- Born: 1954 (age 70–71) Warrington, Lancashire, England
- Origin: London, England
- Genres: Electronic; synth-pop; electronic rock;
- Occupations: Record producer; audio engineer;
- Website: garethjones.com

= Gareth Jones (music producer) =

Gareth Jones (born 1954) is an English record producer and audio engineer notable for working with Depeche Mode, Einstürzende Neubauten, Wire and Erasure.

==Early life==
Jones was born in Warrington, Lancashire. When he was young he played different instruments but became more interested in music technology. He owned a simple valve tape recorder and began experimenting with tape editing.

==Career==
Jones trained at the BBC and began working at Pathway Studios in North London. While at Pathway he recorded Madness' first single, "The Prince", in 1979 and mixed John Foxx's 1980 album Metamatic. When Foxx established his own London recording studio, The Garden, Jones began working there, and it was at this studio that he first worked with Depeche Mode, contributing to their 1983 album Construction Time Again, the first of three albums in a row that Jones would do with the band.

While working with a band in Vienna, the band's manager suggested Jones mix the recordings in West Germany, and took Jones to Hansa Tonstudio in West Berlin to do the mixing. The studio was the most high-tech Jones had worked in, and he decided to live in Berlin and freelance at Hansa. At the time, many English bands chose to record in Berlin as the exchange rate made it far less expensive than recording in London, and Jones worked with bands such as Fad Gadget and Wire at Hansa. At Hansa, Jones began experimenting with recording atmospheres. Bands would play their instruments through large amplifiers which were then recorded with microphones, creating a large arena-type sound. This sound would catch the attention of bands like Depeche Mode, who used this method on many recordings.

Gareth Jones was a pioneer in the use of digital equipment. He introduced sampling to many bands such as Depeche Mode and Einstürzende Neubauten. He began recording with new electronic instruments such as AMS digital delays and the Synclavier sampler synthesiser, which was brought in by Daniel Miller of Mute Records.
In the mid 1990s he moved back to London and worked in famous studios such as Abbey Road and The Strongroom in London.

In 2020, Jones produced several tracks for a new technopop band called Of Love and Lust.'

Jones collaborates with American composer/producer/Our Silent Canvas label owner Christopher Bono on Nous Alpha, who release new album A Walk in the Woods in 2021.

In May, 2021, Jones and Daniel Miller, recording as Sunroof, released their debut album Electronic Music Improvisations Vol. 1.

== Gear ==

Jones has used the following hardware gear in the past: Roland System-100M modular synthesizer, Akai S-3200 sampler, Waldorf PPG Wave 2.v synthesizer, multiple hardware effects racks, and a Revox G36 2-track tape recorder.

In 2005, he stated that he had begun using mostly software for his productions, keeping him more mobile. However, he subsequently started collecting Eurorack synthesizer modules as the format became more popular.

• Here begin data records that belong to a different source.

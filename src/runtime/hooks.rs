//! Termination protocol shared by the host imports and the harness.
//!
//! Host imports never unwind the module with a panic. They return a [`Signal`]
//! through the engine's error channel and the harness recovers it once the
//! entry point has unwound, so "the module asked to stop", "the module used a
//! capability the host does not provide" and "something else went wrong" stay
//! distinguishable all the way to the process exit status.

use std::fmt;

use serde::Serialize;

use super::memory::MemoryError;

/// Exit status a run starts with and reports when nothing overrides it.
pub const EXIT_SUCCESS: i32 = 0;

/// Exit status recorded by `abort`.
pub const EXIT_FAILURE: i32 = 1;

/// Process exit code reported when the module calls an unsupported import.
pub const UNSUPPORTED_IMPORT_EXIT_CODE: i32 = 3;

/// Process exit code reported for any other fault escaping the entry point.
pub const UNKNOWN_FAULT_EXIT_CODE: i32 = 4;

/// Which termination import stopped the module.
#[derive(Debug, Clone, Copy, PartialEq, Eq, Serialize)]
#[serde(rename_all = "kebab-case")]
pub enum TerminationKind {
    Abort,
    Exit,
}

/// Module-initiated stop together with the status it recorded.
#[derive(Debug, Clone, Copy, PartialEq, Eq, Serialize)]
pub struct Termination {
    pub kind: TerminationKind,
    pub status: i32,
}

impl fmt::Display for Termination {
    fn fmt(&self, f: &mut fmt::Formatter<'_>) -> fmt::Result {
        match self.kind {
            TerminationKind::Abort => f.write_str("abort()"),
            TerminationKind::Exit => write!(f, "exit({})", self.status),
        }
    }
}

/// Non-local outcome raised by a host import.
#[derive(Debug, Clone, PartialEq, Eq)]
pub enum Signal {
    Terminated(Termination),
    UnsupportedImport(String),
    Unknown(String),
}

impl fmt::Display for Signal {
    fn fmt(&self, f: &mut fmt::Formatter<'_>) -> fmt::Result {
        match self {
            Signal::Terminated(termination) => write!(f, "terminated with {termination}"),
            Signal::UnsupportedImport(name) => write!(f, "unsupported import: {name}"),
            Signal::Unknown(detail) => write!(f, "unknown fault: {detail}"),
        }
    }
}

impl std::error::Error for Signal {}

impl From<MemoryError> for Signal {
    fn from(err: MemoryError) -> Self {
        Signal::Unknown(err.to_string())
    }
}

/// Process-wide exit status of one run. Only the termination imports write it.
#[derive(Debug, Clone, Copy, PartialEq, Eq)]
pub struct ExitStatus(i32);

impl ExitStatus {
    #[must_use]
    pub const fn code(self) -> i32 {
        self.0
    }

    #[must_use]
    pub const fn is_success(self) -> bool {
        self.0 == EXIT_SUCCESS
    }
}

impl Default for ExitStatus {
    fn default() -> Self {
        Self(EXIT_SUCCESS)
    }
}

/// Records [`EXIT_FAILURE`] and produces the matching termination signal.
pub fn abort(status: &mut ExitStatus) -> Signal {
    status.0 = EXIT_FAILURE;
    Signal::Terminated(Termination {
        kind: TerminationKind::Abort,
        status: EXIT_FAILURE,
    })
}

/// Records `code` and produces the matching termination signal.
pub fn exit(status: &mut ExitStatus, code: i32) -> Signal {
    status.0 = code;
    Signal::Terminated(Termination {
        kind: TerminationKind::Exit,
        status: code,
    })
}

/// Signal raised by every stubbed import.
#[must_use]
pub fn unsupported(name: &str) -> Signal {
    Signal::UnsupportedImport(name.to_string())
}

#[cfg(test)]
mod tests {
    use super::*;

    #[test]
    fn status_starts_successful() {
        let status = ExitStatus::default();
        assert!(status.is_success());
        assert_eq!(status.code(), EXIT_SUCCESS);
    }

    #[test]
    fn abort_records_failure() {
        let mut status = ExitStatus::default();
        let signal = abort(&mut status);
        assert_eq!(status.code(), EXIT_FAILURE);
        assert_eq!(
            signal,
            Signal::Terminated(Termination {
                kind: TerminationKind::Abort,
                status: EXIT_FAILURE
            })
        );
        assert_eq!(signal.to_string(), "terminated with abort()");
    }

    #[test]
    fn exit_records_requested_code() {
        let mut status = ExitStatus::default();
        let signal = exit(&mut status, 7);
        assert_eq!(status.code(), 7);
        assert_eq!(signal.to_string(), "terminated with exit(7)");

        let _ = exit(&mut status, 0);
        assert!(status.is_success());
    }

    #[test]
    fn unsupported_carries_exact_name() {
        assert_eq!(
            unsupported("__builtin_malloc"),
            Signal::UnsupportedImport("__builtin_malloc".into())
        );
    }

    #[test]
    fn memory_errors_become_unknown_faults() {
        let signal = Signal::from(MemoryError::OutOfRange {
            addr: 0x10,
            len: 4,
            capacity: 8,
        });
        assert!(matches!(signal, Signal::Unknown(detail) if detail.contains("0x00000010")));
    }
}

Jones has used the following music software: Reason and ReBirth, VST plug-ins, Arboretum Hyperprism, SonicWorx Time Designer, BIAS Peak, TC Works Mercury-1, and Native Instruments Reaktor, FM7, B4, and Absynth. He also has an outstanding knowledge of the Logic Pro digital audio workstation.

==Notable work==
| * John Foxx - Metamatic (1980) * Tuxedomoon - Desire (1981) * Depeche Mode - Construction Time Again (1983) * Depeche Mode - Some Great Reward (1984) * Einstürzende Neubauten - Halber Mensch (1985) * Depeche Mode - Black Celebration (1986) * Einstürzende Neubauten - Fünf auf der nach oben offenen Richterskala (1987) * Wire - The Ideal Copy (1987) * Diamanda Galas - You Must Be Certain of the Devil (1988) * Wire - A Bell Is a Cup... Until It Is Struck (1988) * Crime and the City Solution - The Bride Ship (1989) * Nick Cave and the Bad Seeds - The Good Son (1989) * Erasure - Wild! (1989) * Erasure - Erasure (1995) * Depeche Mode - Ultra (1997) | * Erasure - Cowboy (1997) * Indochine - Dancetaria (1999) * Clinic - Internal Wrangler (2000) * Depeche Mode - Exciter (2001) * Indochine - Paradize (2002) * Interpol - Turn on the Bright Lights (2002) * Erasure - Other People's Songs (2003) * Erasure - Light at the End of the World (2007) * These New Puritans - Beat Pyramid (2008) * Grizzly Bear - Veckatimest (2009) * Erasure - Snow Globe (2013) |

==Personal life==
Jones is married and currently living in North London.